Top of Stored data

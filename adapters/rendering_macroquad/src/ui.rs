//! Immediate-mode UI helpers for the Macroquad rendering backend.
//!
//! This module hosts all uses of `macroquad::ui` so the rest of the adapter
//! can remain agnostic of Macroquad's UI types. The control panel draws the
//! transport buttons, the zoom and speed controls, and the status block.

use macroquad::{
    color::Color,
    math::{RectOffset, Vec2},
    ui::{hash, Ui},
};
use langton_core::Heading;
use langton_rendering::HudView;

/// Snapshot of the control panel's layout and data for the current frame.
#[derive(Clone, Copy, Debug)]
pub(crate) struct ControlPanelUiContext {
    /// Top-left corner of the panel in screen coordinates.
    pub origin: Vec2,
    /// Panel dimensions in screen space.
    pub size: Vec2,
    /// Background colour applied to the window skin so the UI matches the
    /// adapter's solid rectangle.
    pub background: Color,
    /// Colour applied to button faces.
    pub button: Color,
    /// Colour applied to text.
    pub text: Color,
    /// Colour applied to the zoom indicator.
    pub panel_accent: Color,
    /// Colour applied to statistics values.
    pub accent: Color,
    /// Status values mirrored from the simulation.
    pub hud: HudView,
    /// Direction the ant currently faces.
    pub heading: Heading,
    /// Multiplier of the currently selected zoom slot.
    pub zoom_multiplier: f32,
}

/// Buttons pressed on the control panel during the current frame.
#[derive(Clone, Copy, Debug, Default, PartialEq, Eq)]
pub(crate) struct ControlPanelUiResult {
    /// Whether the play button was pressed.
    pub play: bool,
    /// Whether the pause button was pressed.
    pub pause: bool,
    /// Whether the single-step button was pressed.
    pub step: bool,
    /// Whether the reset button was pressed.
    pub reset: bool,
    /// Whether the zoom-in button was pressed.
    pub zoom_in: bool,
    /// Whether the zoom-out button was pressed.
    pub zoom_out: bool,
    /// Whether the speed-up button was pressed.
    pub faster: bool,
    /// Whether the slow-down button was pressed.
    pub slower: bool,
    /// Whether the help button was pressed.
    pub help: bool,
}

impl ControlPanelUiResult {
    /// Reports whether any button was pressed this frame.
    pub(crate) fn any(self) -> bool {
        self.play
            || self.pause
            || self.step
            || self.reset
            || self.zoom_in
            || self.zoom_out
            || self.faster
            || self.slower
            || self.help
    }
}

/// Renders the control panel's interactive elements for the current frame.
pub(crate) fn draw_control_panel_ui(
    ui: &mut Ui,
    context: ControlPanelUiContext,
) -> ControlPanelUiResult {
    let mut skin = ui.default_skin();
    skin.margin = 0.0;

    let window_style = ui
        .style_builder()
        .color(context.background)
        .color_hovered(context.background)
        .color_clicked(context.background)
        .color_selected(context.background)
        .color_selected_hovered(context.background)
        .color_inactive(context.background)
        .text_color(context.text)
        .margin(RectOffset::new(16.0, 16.0, 16.0, 16.0))
        .build();
    skin.window_style = window_style;

    let label_style = ui
        .style_builder()
        .text_color(context.text)
        .text_color_hovered(context.text)
        .text_color_clicked(context.text)
        .margin(RectOffset::new(0.0, 0.0, 4.0, 4.0))
        .build();
    skin.label_style = label_style;

    let button_style = ui
        .style_builder()
        .text_color(context.text)
        .text_color_hovered(context.text)
        .text_color_clicked(context.text)
        .color(context.button)
        .color_hovered(lightened(context.button, 0.15))
        .color_clicked(darkened(context.button, 0.15))
        .color_selected(context.button)
        .color_selected_hovered(lightened(context.button, 0.15))
        .color_inactive(darkened(context.button, 0.3))
        .margin(RectOffset::new(12.0, 12.0, 8.0, 8.0))
        .build();
    skin.button_style = button_style;

    let mut accent_skin = skin.clone();
    accent_skin.label_style = ui
        .style_builder()
        .text_color(context.accent)
        .text_color_hovered(context.accent)
        .text_color_clicked(context.accent)
        .margin(RectOffset::new(0.0, 0.0, 4.0, 4.0))
        .build();

    let mut zoom_skin = skin.clone();
    zoom_skin.label_style = ui
        .style_builder()
        .text_color(context.panel_accent)
        .text_color_hovered(context.panel_accent)
        .text_color_clicked(context.panel_accent)
        .margin(RectOffset::new(0.0, 0.0, 4.0, 4.0))
        .build();

    ui.push_skin(&skin);

    let mut result = ControlPanelUiResult::default();
    let _ = ui.window(hash!("control_panel"), context.origin, context.size, |ui| {
        ui.label(None, "Langton's Ant");
        ui.push_skin(&zoom_skin);
        ui.label(None, format!("Zoom: {:.2}x", context.zoom_multiplier).as_str());
        ui.pop_skin();
        ui.separator();

        result.play = ui.button(None, "Play");
        ui.same_line(0.0);
        result.pause = ui.button(None, "Pause");

        result.step = ui.button(None, "Step");
        ui.same_line(0.0);
        result.reset = ui.button(None, "Reset");

        ui.label(None, "Zoom");
        result.zoom_in = ui.button(None, "+");
        ui.same_line(0.0);
        result.zoom_out = ui.button(None, "-");

        ui.label(None, "Speed");
        result.faster = ui.button(None, "Faster");
        ui.same_line(0.0);
        result.slower = ui.button(None, "Slower");
        ui.separator();

        ui.push_skin(&accent_skin);
        ui.label(None, format!("Steps: {}", context.hud.steps).as_str());
        ui.label(
            None,
            format!("Speed: {}/10", context.hud.speed.get()).as_str(),
        );
        ui.pop_skin();
        ui.label(
            None,
            if context.hud.running {
                "State: Running"
            } else {
                "State: Paused"
            },
        );
        ui.label(
            None,
            format!("Heading: {}", context.heading.name()).as_str(),
        );
        ui.label(
            None,
            format!("Phase: {}", context.hud.phase.name()).as_str(),
        );
        ui.separator();

        result.help = ui.button(None, "Rules & controls");
    });

    ui.pop_skin();

    result
}

fn lightened(color: Color, amount: f32) -> Color {
    Color::new(
        color.r + (1.0 - color.r) * amount,
        color.g + (1.0 - color.g) * amount,
        color.b + (1.0 - color.b) * amount,
        color.a,
    )
}

fn darkened(color: Color, amount: f32) -> Color {
    Color::new(
        color.r * (1.0 - amount),
        color.g * (1.0 - amount),
        color.b * (1.0 - amount),
        color.a,
    )
}
use std::time::Duration;

use langton_core::{CellCoord, CellState, Command, Event, GridSize, SpeedSetting};
use langton_world::{self as world, query, World};

#[derive(Debug, PartialEq, Eq)]
struct ReplayOutcome {
    events: Vec<Event>,
    live_cells: Vec<CellCoord>,
    ant_cell: CellCoord,
    ant_heading: langton_core::Heading,
    steps: u64,
}

fn replay(commands: Vec<Command>) -> ReplayOutcome {
    let mut world = World::new();
    let mut events = Vec::new();

    for command in commands {
        world::apply(&mut world, command, &mut events);
    }

    let ant = query::ant(&world);
    ReplayOutcome {
        events,
        live_cells: query::live_cells(&world),
        ant_cell: ant.cell,
        ant_heading: ant.heading,
        steps: query::steps(&world),
    }
}

fn build_sequence() -> Vec<Command> {
    let mut script = vec![
        Command::ConfigureGrid {
            size: GridSize::new(40, 30),
        },
        Command::SetSpeed {
            speed: SpeedSetting::new(8),
        },
        Command::ToggleCell {
            cell: CellCoord::new(20, 15),
        },
        Command::ToggleCell {
            cell: CellCoord::new(21, 15),
        },
        Command::SetRunning { running: true },
    ];
    for _ in 0..256 {
        script.push(Command::StepAnt);
        script.push(Command::Tick {
            dt: Duration::from_millis(16),
        });
    }
    script.push(Command::Reset);
    for _ in 0..128 {
        script.push(Command::StepAnt);
    }
    script
}

#[test]
fn replaying_the_same_script_reproduces_the_same_world() {
    let first = replay(build_sequence());
    let second = replay(build_sequence());

    assert_eq!(first, second, "world replay diverged");
    assert_eq!(first.steps, 128, "reset should have restarted the counter");
}

#[test]
fn manual_edits_participate_in_the_replayed_trajectory() {
    let script = vec![
        Command::ConfigureGrid {
            size: GridSize::new(11, 11),
        },
        // Pre-lighting the centre makes the very first turn counter-clockwise.
        Command::ToggleCell {
            cell: CellCoord::new(5, 5),
        },
        Command::StepAnt,
    ];
    let outcome = replay(script);

    let Some(Event::AntStepped {
        heading,
        flipped_to,
        ..
    }) = outcome.events.last()
    else {
        panic!("expected the script to end with an AntStepped event");
    };
    assert_eq!(*heading, langton_core::Heading::West);
    assert_eq!(*flipped_to, CellState::Off);
    assert_eq!(outcome.ant_cell, CellCoord::new(4, 5));
}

Bottom of Stored data

Your instructions
From the records above, reproduce exactly the lines from the one with "fn darkened(color: Color, amount: f32)" to the one with "use std::time::Duration;", both included, and no others.

Written solution
fn darkened(color: Color, amount: f32) -> Color {
    Color::new(
        color.r * (1.0 - amount),
        color.g * (1.0 - amount),
        color.b * (1.0 - amount),
        color.a,
    )
}
use std::time::Duration;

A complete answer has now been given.